By Patrick Leary
This year the Curran Index has a special holiday surprise for Victorianists everywhere. In this latest update from longtime editor Gary Simons, the names of the authors of tens of thousands of unsigned contributions to three hugely influential Victorian periodicals — Punch, the Athenaeum, and the Saturday Review — are now freely available to researchers through the Curran Index database.
What’s New
The Index currently identifies the authors of almost 80,000 contributions (both prose and verse) published in Punch between 1848 and 1900. These were drawn from the manuscript ledgers in the Punch Collection of the British Library by Clare Horrocks, Valerie Stevenson, and their team at Liverpool John Moores University, who generously made their work available for integration into the Curran Index. There are many fun surprises here.
Few book reviews were more influential than those carried every week in the pages of the Athenaeum. With the cooperation of City University, London, whose library holds a marked file of the journal, and the generous assistance of Marysa Demoor of Ghent University, who made her own research available, over 58,000 Athenaeum articles (and some verse) published between 1830 and 1900 are now listed in the Curran Index. Much of this work involved painstakingly checking records against the notations in the volumes at City. The identifications now accessible through the Index include the astonishing record of novelist Geraldine Jewsbury, who published over 2200 reviews in the journal between 1848 and her death in 1880.
The famously disdainful Saturday Review holds a special place in the history of the Victorian press. Working with many different sources, Gary has assembled author identifications for over 4500 articles published from 1855 to 1900 in this much talked about magazine, including such prominent intellectuals as E. A. Freeman, Mark Pattison, Andrew Lang, and John Addington Symonds.
Attribution Matters
An unsigned essay of ‘Little Women’ would mean one thing if it was written by Harriet Martineau and quite another if the author turned out to be Eliza Lynn Linton. (Which, by the way, it did.) There’s a big difference between being able to write, “Popular playwright and longtime civil servant Tom Taylor observed in Punch that..” and instead having to write, simply, “Punch observed…” (Periodicals don’t write things; we only pretend that they do when we don’t know any better.) Thanks to this kind of work, many long-neglected authors as well as many others whose writings have been entirely unknown, are now emerging from the shadows of anonymity, opening up countless opportunities for fresh scholarly study.
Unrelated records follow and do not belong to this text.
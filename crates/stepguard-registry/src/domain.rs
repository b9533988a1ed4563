//! Keyword-based domain classification
//!
//! Classification is a fixed-priority keyword scan, not a learned model.
//! Conflict avoidance only needs every caller to put the same text into the
//! same domain.

use stepguard_core::{default_domains, DomainRule, RegistryConfig, GENERAL_DOMAIN};

/// Assigns a domain tag to free text
#[derive(Debug, Clone)]
pub struct DomainClassifier {
    /// Rules with lower-cased names and keywords, highest priority first
    rules: Vec<DomainRule>,
}

impl DomainClassifier {
    /// Create a classifier from rules in priority order
    pub fn new(rules: Vec<DomainRule>) -> Self {
        let rules = rules
            .into_iter()
            .map(|rule| DomainRule {
                name: rule.name.trim().to_lowercase(),
                keywords: rule
                    .keywords
                    .iter()
                    .map(|k| k.trim().to_lowercase())
                    .filter(|k| !k.is_empty())
                    .collect(),
            })
            .filter(|rule| !rule.name.is_empty())
            .collect();
        Self { rules }
    }

    pub fn from_config(config: &RegistryConfig) -> Self {
        Self::new(config.domains.clone())
    }

    /// Keep only `known_domains`, in priority order
    ///
    /// Rules whose name is not listed are dropped. Listed names without a
    /// rule are appended after the existing rules, matched by their own name.
    /// An empty list leaves the classifier unchanged.
    pub fn restricted_to(&self, known_domains: &[&str]) -> Self {
        if known_domains.is_empty() {
            return self.clone();
        }

        let known: Vec<String> = known_domains
            .iter()
            .map(|d| d.trim().to_lowercase())
            .filter(|d| !d.is_empty())
            .collect();

        let mut rules: Vec<DomainRule> = self
            .rules
            .iter()
            .filter(|rule| known.contains(&rule.name))
            .cloned()
            .collect();

        for name in &known {
            if name != GENERAL_DOMAIN && !rules.iter().any(|rule| &rule.name == name) {
                rules.push(DomainRule {
                    name: name.clone(),
                    keywords: Vec::new(),
                });
            }
        }

        Self { rules }
    }

    /// Domain of the first rule with a keyword (or its name) in `text`
    pub fn classify(&self, text: &str) -> &str {
        let haystack = text.to_lowercase();
        self.rules
            .iter()
            .find(|rule| {
                haystack.contains(rule.name.as_str())
                    || rule.keywords.iter().any(|k| haystack.contains(k.as_str()))
            })
            .map(|rule| rule.name.as_str())
            .unwrap_or(GENERAL_DOMAIN)
    }

    /// Domain names in priority order
    pub fn domains(&self) -> impl Iterator<Item = &str> {
        self.rules.iter().map(|rule| rule.name.as_str())
    }
}

impl Default for DomainClassifier {
    fn default() -> Self {
        Self::new(default_domains())
    }
}

/// Classify `text` with the built-in table restricted to `known_domains`
///
/// Priority is billing, payroll, company, people, reports, wholesale; text
/// matching none of them is `"general"`.
pub fn classify_domain(text: &str, known_domains: &[&str]) -> String {
    DomainClassifier::default()
        .restricted_to(known_domains)
        .classify(text)
        .to_string()
}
These latest additions are the fruits of three years of steady work by Dr. Gary Simons. Gary’s remarkable editorship of the Curran Index — whose stages are documented, however briefly, in the Release Notes section of the site — will be coming to an end this year as he moves on to other projects. I’d like to take this opportunity (and future ones, too) to thank him for all that he has accomplished over the past seven years in building this extraordinary resource. Eileen Curran would be very proud.